I assume at this point you have estimates of intrasubj. sigma for Ref and you have an estimated T/R ratio and a between-subject variance estimate.
Usually, when we talk replicated studies it implies a mixed model with compound-symmetric covariance matrix (FDA) or something similarly evaluated through a linear model (EMA).

The model is Y = Treatment + Sequence + Period + (fixed interactions, who cares?) + Subj + error. It is the model that determines how you simulate.

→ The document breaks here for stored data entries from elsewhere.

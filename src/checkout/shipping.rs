//! Shipping Address

use std::fmt;

/// Delivery details collected at checkout. Only presence is checked.
#[derive(Debug, Clone, Default, PartialEq, Eq)]
pub struct ShippingAddress {
    /// Recipient name
    pub full_name: String,

    /// Contact number
    pub phone_number: String,

    /// Street and house number
    pub street_address: String,

    /// City or town
    pub city: String,

    /// Parish
    pub parish: String,

    /// Division, optional
    pub division: String,

    /// Region code, e.g. `KL`
    pub region: String,
}

impl ShippingAddress {
    /// Check that every required field has a value.
    ///
    /// # Errors
    ///
    /// Returns the name of the first blank required field.
    pub fn validate(&self) -> Result<(), &'static str> {
        let required = [
            ("full name", &self.full_name),
            ("phone number", &self.phone_number),
            ("street address", &self.street_address),
            ("city", &self.city),
            ("parish", &self.parish),
            ("region", &self.region),
        ];

        match required
            .into_iter()
            .find(|(_, value)| value.trim().is_empty())
        {
            Some((field, _)) => Err(field),
            None => Ok(()),
        }
    }
}

/// Single-line form passed to the marketplace contract.
impl fmt::Display for ShippingAddress {
    fn fmt(&self, f: &mut fmt::Formatter<'_>) -> fmt::Result {
        write!(
            f,
            "Name -> {} || Phone -> {} || Street -> {} || City -> {} || Parish -> {} || Division -> {} || Region -> {}",
            self.full_name,
            self.phone_number,
            self.street_address,
            self.city,
            self.parish,
            self.division,
            self.region,
        )
    }
}

#[cfg(test)]
mod tests {
    use super::*;

    fn kampala() -> ShippingAddress {
        ShippingAddress {
            full_name: "Amina Nakato".to_string(),
            phone_number: "+256 700 000000".to_string(),
            street_address: "Plot 4 Kampala Road".to_string(),
            city: "Kampala".to_string(),
            parish: "Nakasero".to_string(),
            division: "Central".to_string(),
            region: "KL".to_string(),
        }
    }

    #[test]
    fn complete_address_is_valid() {
        assert_eq!(kampala().validate(), Ok(()));
    }

    #[test]
    fn division_is_optional() {
        let address = ShippingAddress {
            division: String::new(),
            ..kampala()
        };

        assert_eq!(address.validate(), Ok(()));
    }

    #[test]
    fn blank_field_is_reported() {
        let address = ShippingAddress {
            city: "   ".to_string(),
            region: String::new(),
            ..kampala()
        };

        assert_eq!(address.validate(), Err("city"));
    }

    #[test]
    fn details_string_includes_region() {
        assert_eq!(
            kampala().to_string(),
            "Name -> Amina Nakato || Phone -> +256 700 000000 || Street -> Plot 4 Kampala Road || \
             City -> Kampala || Parish -> Nakasero || Division -> Central || Region -> KL"
        );
    }
}
//! Users

use crate::chain::Address;

/// Marketplace user profile.
#[derive(Debug, Clone, PartialEq)]
pub struct User {
    /// Wallet address
    pub address: Address,

    /// Display name
    pub name: String,

    /// Profile text
    pub bio: String,

    /// Avatar image reference, empty when unset
    pub avatar: String,

    /// Rating in `[0, 5]`
    pub rating: f64,

    /// Whether the user lists products
    pub is_seller: bool,
}

impl User {
    /// Profile shown for an address with no catalog entry.
    ///
    /// Named after the first six characters of the address, e.g. `User 0x9999`.
    pub fn placeholder(address: &Address) -> Self {
        let prefix: String = address.as_str().chars().take(6).collect();

        Self {
            address: address.clone(),
            name: format!("User {prefix}"),
            bio: String::new(),
            avatar: String::new(),
            rating: 0.0,
            is_seller: false,
        }
    }
}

The error is the intra-subject term with mean zero and some variance. The variance is depending on whether the observation comes from Test or Reference.
The Subj term is fixed as preferred by EMA or you can use random (mean zero and some variance) for FDA.
Thus when you simulate the i'th subject who is given the j'th treatment (pardon me if I use i and j in other meanings than Chow and Liu, I don't remember what their i and j and k's were but that's not essential here), then you add the fixed effects and a sampling intra-subject error for the i'th subject being given the j'th treatment and a between-subject sampling error for that subject (FDA). In the dataset you will have several observations for one subject (e.g. subj. X receving two times test and two times ref = 4 observations for subject X). The 'added value' for the Subj term must be the same (constant) across all these four or whatever observations sinced this is a between-variability, but the error term is...well... randomly sampled in all cases for that subject.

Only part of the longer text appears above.